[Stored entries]
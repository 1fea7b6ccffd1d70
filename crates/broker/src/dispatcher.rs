//! Nachrichten-Verarbeiter – Routet Envelopes an die richtigen Handler
//!
//! Der Verarbeiter empfaengt dekodierte Nachrichten von einer
//! ClientConnection, bestimmt den richtigen Handler und gibt die
//! direkte Antwort zurueck. Zustellungen an Dritte (Relay, Fan-out,
//! Ereignisse) laufen ueber deren Send-Queues und nie ueber den
//! Rueckgabewert.
//!
//! ## Kommando-Tabelle
//! | Kommando | Handler |
//! |---|---|
//! | Echo, Login | auth_handler |
//! | Join/Leave/Create/Delete/List-Kanaele | channel_handler |
//! | ListClients, IsClientConnected | client_handler |
//! | (kein Kommando) | nachricht_handler (Direkt/Kanal-Zustellung) |
//! | HeartbeatRequest | stillschweigend konsumiert |

use std::net::SocketAddr;
use std::sync::Arc;

use switchboard_core::ClientGuid;
use switchboard_protocol::{status, Befehl, Nachricht};

use crate::handlers::{auth_handler, channel_handler, client_handler, nachricht_handler};
use crate::server_state::BrokerState;

/// Verbindungs-Kontext des Verarbeiters
pub struct DispatcherKontext {
    /// Quell-Adresse der Verbindung
    pub adresse: SocketAddr,
    /// Angemeldete Kennung (None vor dem Login)
    pub guid: Option<ClientGuid>,
    /// Wird vom Login-Handler gesetzt; der Verbindungs-Task verschickt
    /// erst die Antwort und veroeffentlicht danach die Ereignisse
    pub frisch_angemeldet: bool,
}

impl DispatcherKontext {
    /// Erstellt einen frischen Kontext fuer eine neue Verbindung
    pub fn neu(adresse: SocketAddr) -> Self {
        Self {
            adresse,
            guid: None,
            frisch_angemeldet: false,
        }
    }
}

/// Zentraler Nachrichten-Verarbeiter
pub struct NachrichtenVerarbeiter {
    state: Arc<BrokerState>,
}

impl NachrichtenVerarbeiter {
    /// Erstellt einen neuen Verarbeiter
    pub fn neu(state: Arc<BrokerState>) -> Self {
        Self { state }
    }

    /// Verarbeitet eine eingehende Nachricht und gibt die Antwort zurueck
    ///
    /// Gibt `None` zurueck wenn keine direkte Antwort an den Absender
    /// gehen soll (Heartbeats, unterdrueckte Bestaetigungen).
    pub async fn verarbeiten(
        &self,
        nachricht: Nachricht,
        ctx: &mut DispatcherKontext,
    ) -> Option<Nachricht> {
        if !nachricht.ist_gueltig() {
            tracing::debug!(adresse = %ctx.adresse, "Ungueltige Nachricht");
            return Some(Nachricht::fehler_antwort(
                &nachricht,
                status::UNGUELTIGE_NACHRICHT,
            ));
        }

        self.state.rueckrufe.nachricht_empfangen(&nachricht);

        match nachricht.befehl() {
            // ---------------------------------------------------------------
            // Anmeldung & Diagnose
            // ---------------------------------------------------------------
            Some(Befehl::Login) => {
                Some(auth_handler::login(nachricht, ctx, &self.state).await)
            }
            Some(Befehl::Echo) => Some(auth_handler::echo(nachricht)),

            // Heartbeats werden stillschweigend konsumiert
            Some(Befehl::HeartbeatRequest) => None,

            // ---------------------------------------------------------------
            // Kanal-Kommandos
            // ---------------------------------------------------------------
            Some(Befehl::JoinChannel) => {
                Some(channel_handler::beitreten(nachricht, ctx, &self.state).await)
            }
            Some(Befehl::LeaveChannel) => {
                Some(channel_handler::verlassen(nachricht, ctx, &self.state).await)
            }
            Some(Befehl::CreateChannel) => {
                Some(channel_handler::erstellen(nachricht, ctx, &self.state).await)
            }
            Some(Befehl::DeleteChannel) => {
                Some(channel_handler::loeschen(nachricht, ctx, &self.state).await)
            }
            Some(Befehl::ListChannels) => {
                Some(channel_handler::auflisten(nachricht, ctx, &self.state).await)
            }
            Some(Befehl::ListChannelSubscribers) => {
                Some(channel_handler::abonnenten_auflisten(nachricht, &self.state).await)
            }

            // ---------------------------------------------------------------
            // Client-Kommandos
            // ---------------------------------------------------------------
            Some(Befehl::ListClients) => {
                Some(client_handler::auflisten(nachricht, &self.state).await)
            }
            Some(Befehl::IsClientConnected) => {
                Some(client_handler::ist_verbunden(nachricht, &self.state).await)
            }

            // ---------------------------------------------------------------
            // Unbekannte Kommandos
            // ---------------------------------------------------------------
            Some(Befehl::Unbekannt(name)) => {
                tracing::debug!(adresse = %ctx.adresse, kommando = %name, "Unbekanntes Kommando");
                Some(Nachricht::fehler_antwort(
                    &nachricht,
                    status::UNBEKANNTES_KOMMANDO,
                ))
            }

            // ---------------------------------------------------------------
            // Nutzlast: Direkt-Zustellung oder Kanal-Fan-out
            // ---------------------------------------------------------------
            None => nachricht_handler::weiterleiten(nachricht, &self.state).await,
        }
    }
}
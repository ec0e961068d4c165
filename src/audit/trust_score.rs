//! Allow/deny tally over an audit log.

use std::fmt;
use std::io::ErrorKind;
use std::path::Path;

use serde_json::Value;

use crate::Result;

/// Counts of allowed and denied records.
#[derive(Debug, Clone, Copy, Default, PartialEq, Eq)]
pub struct TrustScore {
    /// Records whose `allowed` value is truthy.
    pub allow: u64,
    /// Every other well-formed record.
    pub deny: u64,
}

impl TrustScore {
    /// Records counted.
    #[must_use]
    pub fn total(&self) -> u64 {
        self.allow + self.deny
    }

    /// Allow ratio in `[0, 1]`; zero for an empty log.
    #[must_use]
    #[allow(clippy::cast_precision_loss)]
    pub fn score(&self) -> f64 {
        match self.total() {
            0 => 0.0,
            total => self.allow as f64 / total as f64,
        }
    }

    /// Tally NDJSON content. Blank lines, unparseable lines and non-object
    /// values are skipped. `allowed` counts when truthy: `true`, a non-zero
    /// number, or a non-empty string, array or object.
    #[must_use]
    pub fn from_lines(content: &str) -> Self {
        let mut tally = Self::default();
        for line in content.lines().map(str::trim).filter(|l| !l.is_empty()) {
            let Ok(Value::Object(record)) = serde_json::from_str::<Value>(line) else {
                continue;
            };
            if record.get("allowed").is_some_and(truthy) {
                tally.allow += 1;
            } else {
                tally.deny += 1;
            }
        }
        tally
    }

    /// Tally the log at `path`. A missing file counts as empty.
    ///
    /// # Errors
    ///
    /// Returns an error if the file exists but cannot be read.
    pub async fn load(path: &Path) -> Result<Self> {
        match tokio::fs::read(path).await {
            Ok(bytes) => Ok(Self::from_lines(&String::from_utf8_lossy(&bytes))),
            Err(e) if e.kind() == ErrorKind::NotFound => Ok(Self::default()),
            Err(e) => Err(e.into()),
        }
    }
}

fn truthy(value: &Value) -> bool {
    match value {
        Value::Null => false,
        Value::Bool(b) => *b,
        Value::Number(n) => n.as_f64().is_some_and(|f| f != 0.0),
        Value::String(s) => !s.is_empty(),
        Value::Array(a) => !a.is_empty(),
        Value::Object(o) => !o.is_empty(),
    }
}

impl fmt::Display for TrustScore {
    fn fmt(&self, f: &mut fmt::Formatter<'_>) -> fmt::Result {
        write!(
            f,
            "[trust-score] allow={} deny={} score={:.4}",
            self.allow,
            self.deny,
            self.score()
        )
    }
}

#[cfg(test)]
mod tests {
    use super::*;
    use pretty_assertions::assert_eq;

    #[test]
    fn empty_log_scores_zero() {
        let tally = TrustScore::from_lines("");
        assert_eq!(tally, TrustScore::default());
        assert!(tally.score().abs() < f64::EPSILON);
        assert_eq!(tally.to_string(), "[trust-score] allow=0 deny=0 score=0.0000");
    }

    #[test]
    fn counts_allowed_and_denied_records() {
        let content = concat!(
            "{\"allowed\":true,\"caller_id\":\"spiffe://trust/serviceB\"}\n",
            "{\"allowed\":false,\"reason\":\"opa_error: timeout\"}\n",
            "{\"allowed\":true}\n",
        );
        let tally = TrustScore::from_lines(content);
        assert_eq!(tally, TrustScore { allow: 2, deny: 1 });
        assert_eq!(tally.to_string(), "[trust-score] allow=2 deny=1 score=0.6667");
    }

    #[test]
    fn malformed_and_blank_lines_are_skipped() {
        let content = "\n{\"allowed\":true}\nnot json\n   \n[1,2]\n{\"reason\":\"\"}\n";
        let tally = TrustScore::from_lines(content);
        // A record without `allowed` is a deny
        assert_eq!(tally, TrustScore { allow: 1, deny: 1 });
    }

    #[test]
    fn allowed_is_judged_by_truthiness() {
        let content = concat!(
            "{\"allowed\":1}\n",
            "{\"allowed\":\"yes\"}\n",
            "{\"allowed\":0}\n",
            "{\"allowed\":\"\"}\n",
            "{\"allowed\":null}\n",
        );
        assert_eq!(TrustScore::from_lines(content), TrustScore { allow: 2, deny: 3 });
    }

    #[tokio::test]
    async fn missing_file_is_empty() {
        let dir = tempfile::tempdir().unwrap();
        let tally = TrustScore::load(&dir.path().join("absent.jsonl")).await.unwrap();
        assert_eq!(tally.total(), 0);
    }

    #[tokio::test]
    async fn load_reads_file() {
        let dir = tempfile::tempdir().unwrap();
        let path = dir.path().join("audit.jsonl");
        std::fs::write(&path, "{\"allowed\":false}\n{\"allowed\":false}\n").unwrap();
        let tally = TrustScore::load(&path).await.unwrap();
        assert_eq!(tally, TrustScore { allow: 0, deny: 2 });
    }
}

* [Work instruction]: Return exactly the lines above from the line that has "total => self.allow" through the line that has "fn fmt(&self, f: &mut", inclusive, and nothing else.

* [Output below]:
            total => self.allow as f64 / total as f64,
        }
    }

    /// Tally NDJSON content. Blank lines, unparseable lines and non-object
    /// values are skipped. `allowed` counts when truthy: `true`, a non-zero
    /// number, or a non-empty string, array or object.
    #[must_use]
    pub fn from_lines(content: &str) -> Self {
        let mut tally = Self::default();
        for line in content.lines().map(str::trim).filter(|l| !l.is_empty()) {
            let Ok(Value::Object(record)) = serde_json::from_str::<Value>(line) else {
                continue;
            };
            if record.get("allowed").is_some_and(truthy) {
                tally.allow += 1;
            } else {
                tally.deny += 1;
            }
        }
        tally
    }

    /// Tally the log at `path`. A missing file counts as empty.
    ///
    /// # Errors
    ///
    /// Returns an error if the file exists but cannot be read.
    pub async fn load(path: &Path) -> Result<Self> {
        match tokio::fs::read(path).await {
            Ok(bytes) => Ok(Self::from_lines(&String::from_utf8_lossy(&bytes))),
            Err(e) if e.kind() == ErrorKind::NotFound => Ok(Self::default()),
            Err(e) => Err(e.into()),
        }
    }
}

fn truthy(value: &Value) -> bool {
    match value {
        Value::Null => false,
        Value::Bool(b) => *b,
        Value::Number(n) => n.as_f64().is_some_and(|f| f != 0.0),
        Value::String(s) => !s.is_empty(),
        Value::Array(a) => !a.is_empty(),
        Value::Object(o) => !o.is_empty(),
    }
}

impl fmt::Display for TrustScore {
    fn fmt(&self, f: &mut fmt::Formatter<'_>) -> fmt::Result {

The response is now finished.